### Task directions
In the records below, the lines from the one containing "String::from_utf8_lossy(&o.stdout).trim().to_string()" through the last are to be reproduced exactly and alone.
*** Begin section ***
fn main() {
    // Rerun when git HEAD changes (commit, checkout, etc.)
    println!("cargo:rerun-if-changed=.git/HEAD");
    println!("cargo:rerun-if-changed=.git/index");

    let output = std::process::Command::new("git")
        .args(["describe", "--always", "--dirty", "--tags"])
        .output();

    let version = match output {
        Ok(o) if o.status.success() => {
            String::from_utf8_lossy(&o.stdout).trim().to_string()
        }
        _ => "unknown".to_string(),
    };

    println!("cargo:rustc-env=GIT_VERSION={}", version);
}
*** End section ***
### Answer for this exercise
            String::from_utf8_lossy(&o.stdout).trim().to_string()
        }
        _ => "unknown".to_string(),
    };

    println!("cargo:rustc-env=GIT_VERSION={}", version);
}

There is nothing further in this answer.